The foreclosure data today was horrific and took us another step closer to The Housing Time Bomb.

2016 can't come fast enough.




3 comments:

Avl Guy said...

I'm amazed that almost a full year into this credit crisis, many homeowners havent grasped certain truths about credit and liabilities. The responses from readers of a recent Orange County, Ca., piece on HELOC cuts shows that some of the public is losing patience with the low financial IQs of their neighbors.
I think we need publicly-supported financial literacy programs. I'm concerned that many people will not understand how future changes in FNMA, FRE, and the Frank-Dodd 'Sub-prime Bailout' could REALLY affect them.


18 Responses to “How HELOC cuts are hitting home”
http://mortgage.freedomblogging.com/2008/07/09/how-heloc-cuts-are-hitting-home/

Jeff said...

Here here avl!!!

Just talked to a girl today who put in a low offer of $315,000 on a house to a desperate seller in Baltimore that paid $570,000 at the peak.

Seller counter offered $350,000 plus a free trip to Hawaii for two.

Said he could not sell it for $315k because it would ruin the comps even though he is deperate for cash.

HUH? How stupid is that.
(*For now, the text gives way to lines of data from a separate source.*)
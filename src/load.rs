// Copyright 2025 Fernando Borretti
//
// Licensed under the Apache License, Version 2.0 (the "License");
// you may not use this file except in compliance with the License.
// You may obtain a copy of the License at
//
//     http://www.apache.org/licenses/LICENSE-2.0
//
// Unless required by applicable law or agreed to in writing, software
// distributed under the License is distributed on an "AS IS" BASIS,
// WITHOUT WARRANTIES OR CONDITIONS OF ANY KIND, either express or implied.
// See the License for the specific language governing permissions and
// limitations under the License.

use std::fs::read_to_string;
use std::io::ErrorKind;
use std::path::Path;

use memcards_core::answers::AnswerDeck;
use memcards_core::cards::CardDeck;
use memcards_core::error::ErrorReport;
use memcards_core::error::Fallible;

fn read_content(path: &Path) -> Fallible<String> {
    read_to_string(path).map_err(|e| {
        log::debug!("Failed to read {}: {e}", path.display());
        match e.kind() {
            ErrorKind::InvalidData => {
                ErrorReport::new(format!("File '{}' is not valid UTF-8", path.display()))
            }
            _ => ErrorReport::new(format!("Could not open file '{}'", path.display())),
        }
    })
}

/// Load an answer file for the recall quiz.
pub fn load_answer_deck(path: &Path) -> Fallible<AnswerDeck> {
    let text = read_content(path)?;
    let deck = AnswerDeck::parse(&text).inspect_err(|e| {
        log::warn!("{}: {e}", path.display());
    })?;
    log::debug!(
        "Loaded {} lines, {} questions from {}",
        deck.lines().len(),
        deck.question_count(),
        path.display()
    );
    Ok(deck)
}

/// Load a 52-card deck.
pub fn load_card_deck(path: &Path) -> Fallible<CardDeck> {
    let text = read_content(path)?;
    let deck = CardDeck::parse(&text).inspect_err(|e| {
        log::warn!("{}: {e}", path.display());
    })?;
    log::debug!("Loaded card deck from {}", path.display());
    Ok(deck)
}
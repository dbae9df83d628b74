// Copyright 2025 Fernando Borretti
//
// Licensed under the Apache License, Version 2.0 (the "License");
// you may not use this file except in compliance with the License.
// You may obtain a copy of the License at
//
//     http://www.apache.org/licenses/LICENSE-2.0
//
// Unless required by applicable law or agreed to in writing, software
// distributed under the License is distributed on an "AS IS" BASIS,
// WITHOUT WARRANTIES OR CONDITIONS OF ANY KIND, either express or implied.
// See the License for the specific language governing permissions and
// limitations under the License.

//! memcards-core: Core library for the memcards quiz trainer.
//!
//! This library is free of I/O and provides:
//! - Levenshtein-based answer similarity
//! - Answer files with section headers, and lookup of the nearest header
//! - 52-card decks with cyclic preview windows
//! - A seedable PRNG for reproducible shuffles

pub mod answers;
pub mod cards;
pub mod error;
pub mod rng;
pub mod text;

// Re-exports for convenience
pub use answers::{AnswerDeck, find_nearest_header};
pub use cards::{CardDeck, NUM_CARDS};
pub use error::{ErrorReport, Fallible, fail};
pub use rng::{TinyRng, permutation};
pub use text::{is_accepted, normalize, similarity};
// Copyright 2025 Fernando Borretti
//
// Licensed under the Apache License, Version 2.0 (the "License");
// you may not use this file except in compliance with the License.
// You may obtain a copy of the License at
//
//     http://www.apache.org/licenses/LICENSE-2.0
//
// Unless required by applicable law or agreed to in writing, software
// distributed under the License is distributed on an "AS IS" BASIS,
// WITHOUT WARRANTIES OR CONDITIONS OF ANY KIND, either express or implied.
// See the License for the specific language governing permissions and
// limitations under the License.

use std::io::BufRead;
use std::io::Write;

use memcards_core::error::Fallible;

use crate::cmd::Mode;
use crate::cmd::SessionConfig;
use crate::cmd::run_mode;
use crate::term::Input;
use crate::term::Outcome;
use crate::term::Terminal;

const MENU: &str = "Choose a program:\n\n\
    1. Memory Houses\n\
    2. Memory Hints\n\
    3. Card Listing\n\
    4. Quit\n\n> ";

#[derive(Debug, PartialEq)]
enum Choice {
    Run(Mode),
    Quit,
    Invalid,
}

impl Choice {
    fn parse(input: &str) -> Self {
        let input = input.trim();
        if input == ":quit" {
            return Choice::Quit;
        }
        match input.parse::<u32>() {
            Ok(1) => Choice::Run(Mode::Recall),
            Ok(2) => Choice::Run(Mode::Drill),
            Ok(3) => Choice::Run(Mode::Listing),
            Ok(4) => Choice::Quit,
            _ => Choice::Invalid,
        }
    }
}

/// Show the mode-selection menu until the user leaves.
///
/// An engine that fails to start, for example because the content file does
/// not suit it, is reported and the menu is shown again.
pub fn run_menu<R: BufRead, W: Write, E: Write>(
    term: &mut Terminal<R, W, E>,
    config: &SessionConfig,
) -> Fallible<()> {
    loop {
        term.clear()?;
        term.write(MENU)?;
        let input = match term.read_input()? {
            Input::Text(text) => text,
            Input::Exit(Outcome::Quit) => return Ok(()),
            Input::Exit(_) => continue,
        };
        let mode = match Choice::parse(&input) {
            Choice::Run(mode) => mode,
            Choice::Quit => break,
            Choice::Invalid => {
                term.write("\nInvalid choice.\n")?;
                continue;
            }
        };
        match run_mode(term, config, mode) {
            Ok(Outcome::Quit) => return Ok(()),
            Ok(_) => {}
            Err(e) => {
                log::debug!("{mode} failed to run: {e}");
                term.report(&e)?;
            }
        }
    }
    term.write("\nGoodbye!\n")?;
    Ok(())
}
// Copyright 2025 Fernando Borretti
//
// Licensed under the Apache License, Version 2.0 (the "License");
// you may not use this file except in compliance with the License.
// You may obtain a copy of the License at
//
//     http://www.apache.org/licenses/LICENSE-2.0
//
// Unless required by applicable law or agreed to in writing, software
// distributed under the License is distributed on an "AS IS" BASIS,
// WITHOUT WARRANTIES OR CONDITIONS OF ANY KIND, either express or implied.
// See the License for the specific language governing permissions and
// limitations under the License.

use std::io::IsTerminal;
use std::io::stderr;
use std::io::stdin;
use std::io::stdout;
use std::path::PathBuf;
use std::process::exit;

use clap::Parser;
use memcards_core::error::Fallible;

use crate::cmd::Mode;
use crate::cmd::SessionConfig;
use crate::cmd::menu::run_menu;
use crate::cmd::run_mode;
use crate::term::Terminal;

#[derive(Parser)]
#[command(version, about, long_about = None)]
struct Cli {
    /// Path to the content file: an answer file for the recall quiz, or a
    /// 52-card deck for the card drills.
    file: String,
    /// Run a single quiz and exit instead of showing the menu.
    #[arg(long)]
    mode: Option<Mode>,
    /// Seed for card shuffles. By default, the system clock is used.
    #[arg(long)]
    seed: Option<u64>,
    /// Disable colors and screen clearing.
    #[arg(long)]
    no_color: bool,
}

pub fn entrypoint() -> Fallible<()> {
    let cli: Cli = match Cli::try_parse() {
        Ok(cli) => cli,
        Err(e) => {
            // Usage errors exit with 1; `--help` and `--version` with 0.
            let code = if e.use_stderr() { 1 } else { 0 };
            let _ = e.print();
            exit(code)
        }
    };
    let config = SessionConfig {
        path: PathBuf::from(cli.file),
        seed: cli.seed,
        color: !cli.no_color && stdout().is_terminal(),
    };
    colored::control::set_override(config.color);
    let mut term = Terminal::new(stdin().lock(), stdout(), stderr(), config.color);
    match cli.mode {
        Some(mode) => run_mode(&mut term, &config, mode).map(|_| ()),
        None => run_menu(&mut term, &config),
    }
}

#[cfg(test)]
mod tests {
    use clap::CommandFactory;

    use super::*;

    #[test]
    fn test_cli_is_well_formed() {
        Cli::command().debug_assert();
    }

    #[test]
    fn test_parse_all_options() {
        let cli = Cli::try_parse_from([
            "memcards", "deck.txt", "--mode", "drill", "--seed", "42", "--no-color",
        ])
        .unwrap();
        assert_eq!(cli.file, "deck.txt");
        assert_eq!(cli.mode, Some(Mode::Drill));
        assert_eq!(cli.seed, Some(42));
        assert!(cli.no_color);
    }

    #[test]
    fn test_file_is_required() {
        let err = Cli::try_parse_from(["memcards"]).err().unwrap();
        assert!(err.use_stderr());
    }

    #[test]
    fn test_unknown_mode_is_rejected() {
        assert!(Cli::try_parse_from(["memcards", "deck.txt", "--mode", "poker"]).is_err());
    }
}
// Copyright 2025 the Understory Authors
// SPDX-License-Identifier: Apache-2.0 OR MIT

//! Drag session: movement deltas for one pointer from press to release.
//!
//! A session is started explicitly on pointer-down and dropped on the
//! terminating event. It keeps tracking its pointer even after the pointer
//! leaves the viewport, so hosts should keep delivering that pointer's moves
//! (for example via pointer capture) while [`DragSession`] is alive.
//!
//! ## Minimal example
//!
//! ```
//! use kurbo::Point;
//! use understory_panzoom_gesture::drag::DragSession;
//!
//! let mut drag = DragSession::start(7_u32, Point::new(10.0, 20.0));
//! assert_eq!(drag.pointer(), 7);
//!
//! // Move to (15, 25) - delta is (5, 5)
//! let delta = drag.update(Point::new(15.0, 25.0));
//! assert_eq!(delta.x, 5.0);
//! assert_eq!(delta.y, 5.0);
//! assert_eq!(drag.last_pos(), Point::new(15.0, 25.0));
//! ```

use kurbo::{Point, Vec2};

/// An active drag of a single pointer.
#[derive(Debug, Clone, Copy, PartialEq)]
pub struct DragSession<K> {
    pointer: K,
    last_pos: Point,
}

impl<K: Copy> DragSession<K> {
    /// Starts a drag of `pointer` at `pos`.
    pub fn start(pointer: K, pos: Point) -> Self {
        Self {
            pointer,
            last_pos: pos,
        }
    }

    /// The pointer driving this drag.
    pub fn pointer(&self) -> K {
        self.pointer
    }

    /// Last recorded position.
    pub fn last_pos(&self) -> Point {
        self.last_pos
    }

    /// Records a new position, returning the movement since the last one.
    pub fn update(&mut self, pos: Point) -> Vec2 {
        let delta = pos - self.last_pos;
        self.last_pos = pos;
        delta
    }
}
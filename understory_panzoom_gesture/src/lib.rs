// Copyright 2025 the Understory Authors
// SPDX-License-Identifier: Apache-2.0 OR MIT

// After you edit the crate's doc comment, run this command, then check README.md for any missing links
// cargo rdme --workspace-project=understory_panzoom_gesture --heading-base-level=0

//! Understory Pan/Zoom Gesture: turn pointer and wheel input into pan/zoom updates.
//!
//! This crate provides the stateful half of pan/zoom interaction:
//!
//! - [`pointers`]: a bounded cache of active pointers in press order
//! - [`drag`]: a single-pointer drag session with movement deltas
//! - [`GestureTracker`]: one state machine (`Idle`, `Panning`, `Pinching`)
//!   that feeds deltas into [`understory_panzoom_geometry::Geometry`]
//!
//! The tracker does not listen to any platform. Hosts translate their events
//! into [`GestureInput`] (positions in viewport coordinates, one identity per
//! pointer or finger) and then commit the updated state however they like.
//!
//! ## Example
//!
//! ```rust
//! use kurbo::{Point, Size};
//! use understory_panzoom_geometry::{Config, Geometry, PanZoomState, SurfaceMetrics};
//! use understory_panzoom_gesture::{GestureInput, GesturePhase, GestureTracker};
//!
//! let config = Config::default();
//! let metrics = SurfaceMetrics::new(Size::new(800.0, 600.0), Size::new(1600.0, 1200.0));
//! let geometry = Geometry::new(&config, metrics);
//!
//! let mut tracker = GestureTracker::new();
//! let mut state = PanZoomState::default();
//!
//! tracker.handle(
//!     &GestureInput::Down { pointer: 1_u32, position: Point::new(10.0, 10.0) },
//!     geometry.as_ref(),
//!     &mut state,
//! );
//! assert_eq!(tracker.phase(), GesturePhase::Panning);
//!
//! let change = tracker.handle(
//!     &GestureInput::Move { pointer: 1, position: Point::new(30.0, 10.0) },
//!     geometry.as_ref(),
//!     &mut state,
//! );
//! assert!(change.pan);
//! assert_eq!(state.x, 20.0);
//! ```
//!
//! This crate is `no_std`.

#![no_std]

pub mod drag;
mod input;
pub mod pointers;
mod tracker;

pub use input::{
    DeltaMode, GestureInput, LINE_DELTA_PIXELS, MAX_WHEEL_STEP, WheelDelta, wheel_zoom_factor,
};
pub use tracker::{Change, GesturePhase, GestureTracker, PinchBaseline};
// Copyright 2025 the Understory Authors
// SPDX-License-Identifier: Apache-2.0 OR MIT

//! Bounded cache of active pointers.
//!
//! The cache holds at most [`MAX_POINTERS`] records in press order. The first
//! two records are the fingers of a pinch; further pointers are ignored until
//! a slot frees up.

use kurbo::Point;
use smallvec::SmallVec;

/// Maximum number of pointers tracked at once.
pub const MAX_POINTERS: usize = 2;

/// Last known position of one active pointer.
#[derive(Clone, Copy, Debug, PartialEq)]
pub struct PointerRecord<K> {
    /// Pointer identity.
    pub id: K,
    /// Last known position in viewport coordinates.
    pub position: Point,
}

/// Active pointers in press order.
#[derive(Clone, Debug)]
pub struct PointerCache<K> {
    records: SmallVec<[PointerRecord<K>; MAX_POINTERS]>,
}

impl<K> Default for PointerCache<K> {
    fn default() -> Self {
        Self {
            records: SmallVec::new(),
        }
    }
}

impl<K: Copy + PartialEq> PointerCache<K> {
    /// Creates an empty cache.
    pub fn new() -> Self {
        Self::default()
    }

    /// Number of tracked pointers.
    pub fn len(&self) -> usize {
        self.records.len()
    }

    /// Returns `true` when no pointer is tracked.
    pub fn is_empty(&self) -> bool {
        self.records.is_empty()
    }

    /// Returns `true` if `id` is tracked.
    pub fn contains(&self, id: K) -> bool {
        self.records.iter().any(|r| r.id == id)
    }

    /// Last known position of `id`.
    pub fn position(&self, id: K) -> Option<Point> {
        self.records.iter().find(|r| r.id == id).map(|r| r.position)
    }

    /// Starts tracking `id` at `position`.
    ///
    /// An already tracked pointer is updated in place. Returns `false` if the
    /// cache is full and `id` was not tracked.
    pub fn insert(&mut self, id: K, position: Point) -> bool {
        if self.update(id, position) {
            return true;
        }
        if self.records.len() >= MAX_POINTERS {
            return false;
        }
        self.records.push(PointerRecord { id, position });
        true
    }

    /// Updates the position of `id`, returning `false` if it is not tracked.
    pub fn update(&mut self, id: K, position: Point) -> bool {
        match self.records.iter_mut().find(|r| r.id == id) {
            Some(record) => {
                record.position = position;
                true
            }
            None => false,
        }
    }

    /// Stops tracking `id`, returning `false` if it was not tracked.
    pub fn remove(&mut self, id: K) -> bool {
        match self.records.iter().position(|r| r.id == id) {
            Some(index) => {
                self.records.remove(index);
                true
            }
            None => false,
        }
    }

    /// Positions of the first two pointers, in press order.
    pub fn pair(&self) -> Option<(Point, Point)> {
        match self.records.as_slice() {
            [first, second, ..] => Some((first.position, second.position)),
            _ => None,
        }
    }

    /// Iterates over the tracked pointers in press order.
    pub fn iter(&self) -> impl Iterator<Item = &PointerRecord<K>> {
        self.records.iter()
    }

    /// Forgets all pointers.
    pub fn clear(&mut self) {
        self.records.clear();
    }
}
The sellers need brain transplants.

Take that offer and run in my opinion. You are going blowup a $315,000 sale based on 25k when you are bleeding cash?

Moronic. His next offer might be $250,000.

Jeff said...

Unbelievable!

Are Fannie and Freddie toast? Government panic?

Hold on tight folks. This combined with GE will move the markets tomorrow!

July 10 (Bloomberg) -- U.S. officials are considering plans to take over one or both of the nation's largest mortgage finance companies, Fannie Mae and Freddie Mac, if they continue to deteriorate, the New York Times reported.

The government is discussing placing them in a conservatorship, under which the companies' shares would be worth little or nothing and losses on mortgage holdings would be covered by taxpayers, the Times said, citing unidentified officials briefed on the matter. Their shares are plunging and their borrowing costs are rising as investors worry the companies will suffer losses larger than the $11 billion they have lost in recent months, the Times said.

The Bush administration is also considering offering an explicit government guarantee on the $5 trillion debt owned or guaranteed by the companies, the Times said. Such an option is less likely because it would double the public debt, the newspaper said.

Still, Fannie and Freddie aren't considered to be in a crisis, and no action is imminent, the officials told the Times.